Por Daniel Carvalho Mejía - @davalho
En Colombia todavía se escucha esa vieja frase: “sea varón, no se deje”. La dicen en la esquina, en el taller, en el estadio. Es un eco del pasado que sigue dictando cómo sentir, cómo amar y hasta cómo morir. El “hombre verraco”, ese que no llora, no pide ayuda, que provee y manda, continúa siendo el molde cultural con el que se mide la virilidad. Pero ese molde empieza a resquebrajarse.
Durante décadas creímos que el machismo solo dañaba a las mujeres. Y aunque son ellas las principales víctimas —cada día se denuncian en Medellín decenas de casos de violencia intrafamiliar y cientos de feminicidios al año en el país, cada día escuchamos a nuestras amigas quejarse de situaciones de acoso en los buses, los andenes o las aulas—, es equivocado pensar que son las únicas. Detrás de cada golpe hay también un hombre mutilado emocionalmente, incapaz de reconocer su dolor, su miedo o su ternura. Nos enseñaron a dominar en lugar de convivir, a mandar en vez de cuidar, a resistir cuando lo humano sería pedir ayuda.
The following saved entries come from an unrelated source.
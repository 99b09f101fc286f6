//! Run orchestration
//!
//! Validates every input row, probes each URI in input order, prints the
//! full report and, when a subject is given, mails the rows whose notify
//! policy matched.

use chrono::NaiveDate;
use std::io::Write;
use std::time::Instant;

use crate::core::constants::messages;
use crate::core::error::Result;
use crate::core::types::{CheckedRow, RawRow};
use crate::notification::{Mail, MailDispatch, matched_rows};
use crate::reporting::logging;
use crate::reporting::{HtmlReport, plain_text};
use crate::validation::{Probe, validate_rows};

/// What a run did.
#[derive(Debug, Clone, PartialEq, Eq)]
pub struct RunSummary {
    /// Every row with its probe outcome, in input order
    pub rows: Vec<CheckedRow>,
    /// Number of rows selected for mail; `None` when no subject was given
    pub matched: Option<usize>,
    pub mail_sent: bool,
}

/// Sequences validation, probing, reporting and mail dispatch.
pub struct Runner<'a> {
    prober: &'a dyn Probe,
    mailer: &'a dyn MailDispatch,
}

impl<'a> Runner<'a> {
    pub fn new(prober: &'a dyn Probe, mailer: &'a dyn MailDispatch) -> Self {
        Self { prober, mailer }
    }

    /// Run the whole pipeline, writing console output to `out`.
    ///
    /// A `None` or empty `subject` means no mail is attempted. `today` is
    /// appended to the subject of any mail sent.
    ///
    /// Returns [`crate::PathfinderError::Validation`] before anything is
    /// probed if any row is invalid.
    pub async fn run<W: Write>(
        &self,
        raw_rows: &[RawRow],
        subject: Option<&str>,
        today: NaiveDate,
        out: &mut W,
    ) -> Result<RunSummary> {
        let rows = validate_rows(raw_rows)?;

        let started = Instant::now();
        let mut checked = Vec::with_capacity(rows.len());
        for row in rows {
            writeln!(out, "{} {}", messages::VALIDATING, row.uri)?;
            let status = self.prober.probe(&row.uri).await;
            checked.push(row.checked(status));
        }
        let ok_count = checked.iter().filter(|r| r.result().is_ok()).count();
        logging::log_probe_complete(checked.len(), ok_count, started.elapsed().as_millis());

        writeln!(out, "{}", plain_text(&checked))?;

        let Some(subject) = subject.filter(|s| !s.is_empty()) else {
            return Ok(RunSummary {
                rows: checked,
                matched: None,
                mail_sent: false,
            });
        };

        let matched = matched_rows(&checked);
        let count = matched.len();
        if matched.is_empty() {
            writeln!(out, "{}", messages::ZERO_MATCHED)?;
        } else {
            writeln!(
                out,
                "Sending mail with {count} matched row{}.",
                if count == 1 { "" } else { "s" }
            )?;
            let mail = build_mail(&compose_subject(subject, today), &matched);
            self.mailer.dispatch(&mail).await?;
            writeln!(out, "{}", messages::SENT_MAIL)?;
        }

        let mail_sent = count > 0;
        Ok(RunSummary {
            rows: checked,
            matched: Some(count),
            mail_sent,
        })
    }
}

/// `"<subject> <YYYY-MM-DD>"`
pub fn compose_subject(subject: &str, date: NaiveDate) -> String {
    format!("{subject} {}", date.format("%Y-%m-%d"))
}

/// Build the mail for the matched rows: plain-text table plus HTML document.
pub fn build_mail(subject: &str, matched: &[&CheckedRow]) -> Mail {
    Mail {
        subject: subject.to_string(),
        plain_text: plain_text(matched.iter().copied()),
        html: Some(HtmlReport::generate(subject, matched.iter().copied())),
    }
}

#[cfg(test)]
mod tests {
    #![allow(non_snake_case)]

    use super::*;
    use crate::core::error::PathfinderError;
    use crate::core::types::ProbeStatus;
    use async_trait::async_trait;
    use std::collections::HashMap;
    use std::sync::Mutex;

    /// Answers from a fixed table and records every URI it was asked about.
    #[derive(Default)]
    struct StubProber {
        answers: HashMap<String, ProbeStatus>,
        calls: Mutex<Vec<String>>,
    }

    impl StubProber {
        fn with(mut self, uri: &str, status: ProbeStatus) -> Self {
            self.answers.insert(uri.to_string(), status);
            self
        }

        fn calls(&self) -> Vec<String> {
            self.calls.lock().unwrap().clone()
        }
    }

    #[async_trait]
    impl Probe for StubProber {
        async fn probe(&self, uri: &str) -> ProbeStatus {
            self.calls.lock().unwrap().push(uri.to_string());
            self.answers
                .get(uri)
                .copied()
                .unwrap_or(ProbeStatus::Invalid)
        }
    }

    #[derive(Default)]
    struct RecordingMailer {
        sent: Mutex<Vec<Mail>>,
    }

    impl RecordingMailer {
        fn sent(&self) -> Vec<Mail> {
            self.sent.lock().unwrap().clone()
        }
    }

    #[async_trait]
    impl MailDispatch for RecordingMailer {
        async fn dispatch(&self, mail: &Mail) -> Result<()> {
            self.sent.lock().unwrap().push(mail.clone());
            Ok(())
        }
    }

    struct RejectingMailer;

    #[async_trait]
    impl MailDispatch for RejectingMailer {
        async fn dispatch(&self, _mail: &Mail) -> Result<()> {
            Err(PathfinderError::MailAuth("bad credentials".to_string()))
        }
    }

    fn raw(title: &str, uri: &str, notify: &str) -> RawRow {
        RawRow::new()
            .with("title", title)
            .with("URI", uri)
            .with("notify", notify)
    }

    fn today() -> NaiveDate {
        NaiveDate::from_ymd_opt(2024, 1, 31).unwrap()
    }

    async fn run(
        prober: &StubProber,
        mailer: &dyn MailDispatch,
        rows: &[RawRow],
        subject: Option<&str>,
    ) -> (Result<RunSummary>, String) {
        let mut out = Vec::new();
        let result = Runner::new(prober, mailer)
            .run(rows, subject, today(), &mut out)
            .await;
        (result, String::from_utf8(out).unwrap())
    }

    #[test]
    fn test_compose_subject() {
        assert_eq!(compose_subject("Links", today()), "Links 2024-01-31");
    }

    #[tokio::test]
    async fn test_run__single_ok_row_with_subject_sends_once() {
        let prober = StubProber::default().with("http://example.com", ProbeStatus::Ok);
        let mailer = RecordingMailer::default();
        let rows = vec![raw("Example", "http://example.com", "always")];

        let (result, out) = run(&prober, &mailer, &rows, Some("Links")).await;
        let summary = result.unwrap();

        assert_eq!(summary.matched, Some(1));
        assert!(summary.mail_sent);
        assert!(out.contains("OK         Example              http://example.com"));
        assert!(out.contains("Sending mail with 1 matched row.\n"));
        assert!(out.ends_with("Sent mail.\n"));

        let sent = mailer.sent();
        assert_eq!(sent.len(), 1);
        assert_eq!(sent[0].subject, "Links 2024-01-31");
        assert!(sent[0].plain_text.contains("http://example.com"));
        assert!(sent[0].html.as_ref().unwrap().contains("<h2>Links 2024-01-31</h2>"));
    }

    #[tokio::test]
    async fn test_run__no_subject_never_mails() {
        let prober = StubProber::default().with("http://example.com", ProbeStatus::Ok);
        let mailer = RecordingMailer::default();
        let rows = vec![raw("Example", "http://example.com", "always")];

        let (result, out) = run(&prober, &mailer, &rows, None).await;
        let summary = result.unwrap();

        assert_eq!(summary.matched, None);
        assert!(!summary.mail_sent);
        assert!(mailer.sent().is_empty());
        assert!(out.contains("OK         Example"));
        assert!(!out.contains("mail"));
    }

    #[tokio::test]
    async fn test_run__empty_subject_is_no_send() {
        let prober = StubProber::default();
        let mailer = RecordingMailer::default();
        let rows = vec![raw("Example", "http://example.com", "always")];

        let (result, _) = run(&prober, &mailer, &rows, Some("")).await;

        assert!(!result.unwrap().mail_sent);
        assert!(mailer.sent().is_empty());
    }

    #[tokio::test]
    async fn test_run__zero_matched_prints_notice() {
        let prober = StubProber::default().with("http://example.com", ProbeStatus::Ok);
        let mailer = RecordingMailer::default();
        let rows = vec![raw("Example", "http://example.com", "invalid")];

        let (result, out) = run(&prober, &mailer, &rows, Some("Links")).await;

        assert_eq!(result.unwrap().matched, Some(0));
        assert!(out.ends_with("Zero rows matched, so no mail was sent.\n"));
        assert!(mailer.sent().is_empty());
    }

    #[tokio::test]
    async fn test_run__mail_only_contains_matched_rows() {
        let prober = StubProber::default()
            .with("http://up.example.com", ProbeStatus::Ok)
            .with("http://down.example.com", ProbeStatus::Invalid);
        let mailer = RecordingMailer::default();
        let rows = vec![
            raw("Up", "http://up.example.com", "invalid"),
            raw("Down", "http://down.example.com", "invalid"),
            raw("Always", "http://up.example.com", "always"),
        ];

        let (result, out) = run(&prober, &mailer, &rows, Some("Links")).await;

        assert_eq!(result.unwrap().matched, Some(2));
        assert!(out.contains("Sending mail with 2 matched rows.\n"));
        // console report has every row
        assert!(out.contains("Up "));

        let mail = &mailer.sent()[0];
        assert!(!mail.plain_text.contains("Up "));
        assert!(mail.plain_text.contains("Down"));
        assert!(mail.plain_text.contains("Always"));
        let html = mail.html.as_ref().unwrap();
        assert!(!html.contains("<td>Up</td>"));
        assert!(html.contains("<td>Down</td>"));
    }

    #[tokio::test]
    async fn test_run__probes_sequentially_in_input_order_without_dedup() {
        let prober = StubProber::default();
        let mailer = RecordingMailer::default();
        let rows = vec![
            raw("B", "http://b.example.com", "always"),
            raw("A", "http://a.example.com", "always"),
            raw("B again", "http://b.example.com", "always"),
        ];

        let (result, out) = run(&prober, &mailer, &rows, None).await;
        let summary = result.unwrap();

        assert_eq!(
            prober.calls(),
            vec![
                "http://b.example.com",
                "http://a.example.com",
                "http://b.example.com",
            ]
        );
        let titles: Vec<&str> = summary.rows.iter().map(|r| r.title()).collect();
        assert_eq!(titles, vec!["B", "A", "B again"]);
        assert!(out.starts_with("Validating: http://b.example.com\nValidating: http://a.example.com\n"));
    }

    #[tokio::test]
    async fn test_run__invalid_row_aborts_before_probing() {
        let prober = StubProber::default();
        let mailer = RecordingMailer::default();
        let rows = vec![
            raw("Good", "http://example.com", "always"),
            raw("Bad", "http://example.com", "sometimes"),
        ];

        let (result, out) = run(&prober, &mailer, &rows, Some("Links")).await;

        match result {
            Err(PathfinderError::Validation(err)) => {
                assert_eq!(err.row, rows[1]);
                assert!(err.field("notify").is_some());
            }
            other => panic!("Expected Validation error, got {other:?}"),
        }
        assert!(prober.calls().is_empty());
        assert!(out.is_empty());
        assert!(mailer.sent().is_empty());
    }

    #[tokio::test]
    async fn test_run__mail_auth_error_after_report() {
        let prober = StubProber::default().with("http://example.com", ProbeStatus::Ok);
        let rows = vec![raw("Example", "http://example.com", "always")];

        let (result, out) = run(&prober, &RejectingMailer, &rows, Some("Links")).await;

        assert!(matches!(result, Err(PathfinderError::MailAuth(_))));
        assert!(out.contains("OK         Example"));
        assert!(!out.contains("Sent mail."));
    }

    #[tokio::test]
    async fn test_run__empty_input() {
        let prober = StubProber::default();
        let mailer = RecordingMailer::default();

        let (result, out) = run(&prober, &mailer, &[], Some("Links")).await;

        assert_eq!(result.unwrap().matched, Some(0));
        assert!(out.starts_with("Result     Title"));
        assert!(mailer.sent().is_empty());
    }

    #[test]
    fn test_build_mail__is_deterministic() {
        let row = crate::core::types::Row {
            title: "Example".to_string(),
            uri: "http://example.com".to_string(),
            notify: crate::core::types::NotifyPolicy::Always,
        }
        .checked(ProbeStatus::Ok);

        let first = build_mail("Links 2024-01-31", &[&row]);
        let second = build_mail("Links 2024-01-31", &[&row]);
        assert_eq!(first, second);
    }
}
Esa cultura de la dureza no solo mata en las casas: también en las calles. Más del 80% de las víctimas de siniestros viales en Colombia son hombres, expresión de una masculinidad temeraria que confunde el riesgo con el valor. En salud mental, el panorama es igual de grave: cerca del 80% de los suicidios en Medellín son cometidos por hombres. Como me dijo un experto, “las mujeres van al psicólogo, los hombres van al bar”; nos cuesta confesarnos vulnerables y pedir ayuda. Las riñas y los homicidios, con mayoría de víctimas y victimarios masculinos, revelan una sociedad que educa a sus hombres para no concertar, para no sentir. Esa represión cobra vidas, metafórica y literalmente.
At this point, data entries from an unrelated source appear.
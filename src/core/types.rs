use std::fmt;
use std::str::FromStr;

use crate::core::constants::{fields, notify_tokens};
use crate::core::error::PathfinderError;

/// An input row exactly as the row source produced it.
///
/// Keys keep the spelling and order of the source (CLI flags or the CSV
/// header) so a rejected row can be echoed back verbatim.
#[derive(Debug, Clone, Default, PartialEq, Eq)]
pub struct RawRow {
    fields: Vec<(String, String)>,
}

impl RawRow {
    pub fn new() -> Self {
        Self::default()
    }

    /// Append a field, keeping insertion order.
    pub fn with(mut self, key: impl Into<String>, value: impl Into<String>) -> Self {
        self.push(key, value);
        self
    }

    pub fn push(&mut self, key: impl Into<String>, value: impl Into<String>) {
        self.fields.push((key.into(), value.into()));
    }

    /// All fields in source order.
    pub fn fields(&self) -> &[(String, String)] {
        &self.fields
    }

    pub fn is_empty(&self) -> bool {
        self.fields.is_empty()
    }

    pub fn len(&self) -> usize {
        self.fields.len()
    }
}

impl<K: Into<String>, V: Into<String>> FromIterator<(K, V)> for RawRow {
    fn from_iter<I: IntoIterator<Item = (K, V)>>(iter: I) -> Self {
        Self {
            fields: iter
                .into_iter()
                .map(|(k, v)| (k.into(), v.into()))
                .collect(),
        }
    }
}

impl fmt::Display for RawRow {
    fn fmt(&self, f: &mut fmt::Formatter<'_>) -> fmt::Result {
        write!(f, "{{")?;
        for (i, (key, value)) in self.fields.iter().enumerate() {
            if i > 0 {
                write!(f, ", ")?;
            }
            write!(f, "{key:?}: {value:?}")?;
        }
        write!(f, "}}")
    }
}

/// Per-row rule deciding whether a row appears in the mailed report.
#[derive(Debug, Clone, Copy, PartialEq, Eq, Hash)]
pub enum NotifyPolicy {
    /// Include the row whatever the probe said
    Always,
    /// Include the row only when it probed `OK`
    Valid,
    /// Include the row only when it probed `Invalid`
    Invalid,
}

impl NotifyPolicy {
    pub fn as_str(&self) -> &'static str {
        match self {
            Self::Always => notify_tokens::ALWAYS,
            Self::Valid => notify_tokens::VALID,
            Self::Invalid => notify_tokens::INVALID,
        }
    }

    /// Whether a row with this policy and the given probe outcome belongs in
    /// the notification.
    pub fn matches(&self, status: ProbeStatus) -> bool {
        match self {
            Self::Always => true,
            Self::Valid => status == ProbeStatus::Ok,
            Self::Invalid => status == ProbeStatus::Invalid,
        }
    }
}

impl FromStr for NotifyPolicy {
    type Err = PathfinderError;

    /// Tokens are matched exactly; `Always` or ` valid` are rejected.
    fn from_str(s: &str) -> Result<Self, Self::Err> {
        match s {
            notify_tokens::ALWAYS => Ok(Self::Always),
            notify_tokens::VALID => Ok(Self::Valid),
            notify_tokens::INVALID => Ok(Self::Invalid),
            other => Err(PathfinderError::NotifyPolicy(other.to_string())),
        }
    }
}

impl fmt::Display for NotifyPolicy {
    fn fmt(&self, f: &mut fmt::Formatter<'_>) -> fmt::Result {
        f.write_str(self.as_str())
    }
}

/// Binary outcome of probing a URI.
#[derive(Debug, Clone, Copy, PartialEq, Eq, Hash)]
pub enum ProbeStatus {
    /// The server answered with HTTP 200
    Ok,
    /// Any other status code, or no usable response at all
    Invalid,
}

impl ProbeStatus {
    pub fn as_str(&self) -> &'static str {
        match self {
            Self::Ok => "OK",
            Self::Invalid => "Invalid",
        }
    }

    pub fn is_ok(&self) -> bool {
        matches!(self, Self::Ok)
    }
}

impl fmt::Display for ProbeStatus {
    fn fmt(&self, f: &mut fmt::Formatter<'_>) -> fmt::Result {
        // `pad` so width specifiers in report templates apply
        f.pad(self.as_str())
    }
}

/// A validated row that has not been probed yet.
#[derive(Debug, Clone, PartialEq, Eq)]
pub struct Row {
    pub title: String,
    pub uri: String,
    pub notify: NotifyPolicy,
}

impl Row {
    /// Attach the probe outcome. Consumes the row so a result can only be
    /// set once.
    pub fn checked(self, result: ProbeStatus) -> CheckedRow {
        CheckedRow { row: self, result }
    }
}

/// A row together with its probe outcome.
///
/// Fields are private; the outcome cannot change after probing.
#[derive(Debug, Clone, PartialEq, Eq)]
pub struct CheckedRow {
    row: Row,
    result: ProbeStatus,
}

impl CheckedRow {
    pub fn title(&self) -> &str {
        &self.row.title
    }

    pub fn uri(&self) -> &str {
        &self.row.uri
    }

    pub fn notify(&self) -> NotifyPolicy {
        self.row.notify
    }

    pub fn result(&self) -> ProbeStatus {
        self.result
    }

    pub fn row(&self) -> &Row {
        &self.row
    }
}

/// Canonical key for a raw field name, if it is one of the known fields.
///
/// Only the URI column is case-insensitive; `title` and `notify` must be
/// spelled exactly.
pub fn canonical_field(key: &str) -> Option<&'static str> {
    if key == fields::TITLE {
        Some(fields::TITLE)
    } else if key.eq_ignore_ascii_case(fields::URI) {
        Some(fields::URI)
    } else if key == fields::NOTIFY {
        Some(fields::NOTIFY)
    } else {
        None
    }
}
El escenario político también es reflejo de esa masculinidad dolida. Gobernantes que se enfrentan con violencia verbal o simbólica, líderes que amedrentan a la ciudadanía con consignas agresivas, autoridades civiles que recurren a los golpes “para mantener el orden”, y ciudadanos que creen que insultar y destruir son formas legítimas de defender sus causas. Todo esto revela una masculinidad basada en el enfrentamiento y en la falsa creencia de que la fuerza bruta es la única fuerza válida.
Quiero creer que algo está cambiando. Medellín, que ha sabido reinventarse tantas veces, comienza a hablar de los hombres desde otro lugar. Conversatorios, programas y espacios culturales se atreven a hacer la pregunta incómoda: ¿qué significa ser hombre sin necesidad de ser macho? Ahí surge una respuesta poderosa: cuidar.
Cuidar no es un acto femenino, es un acto humano. Implica escuchar, acompañar, reconocer la fragilidad. Cuidar a otros, pero también cuidarse a uno mismo. Necesitamos más hombres que se piensen a sí mismos, que hablen entre ellos, que se permitan ser frágiles; hombres que rompan el libreto. Que entiendan que la fortaleza no se mide en gritos ni en golpes, sino en empatía, serenidad y respeto.
Una Medellín donde los hombres aprendan a cuidar será una ciudad más segura, más justa y más libre. Podemos hacerlo; debemos hacerlo.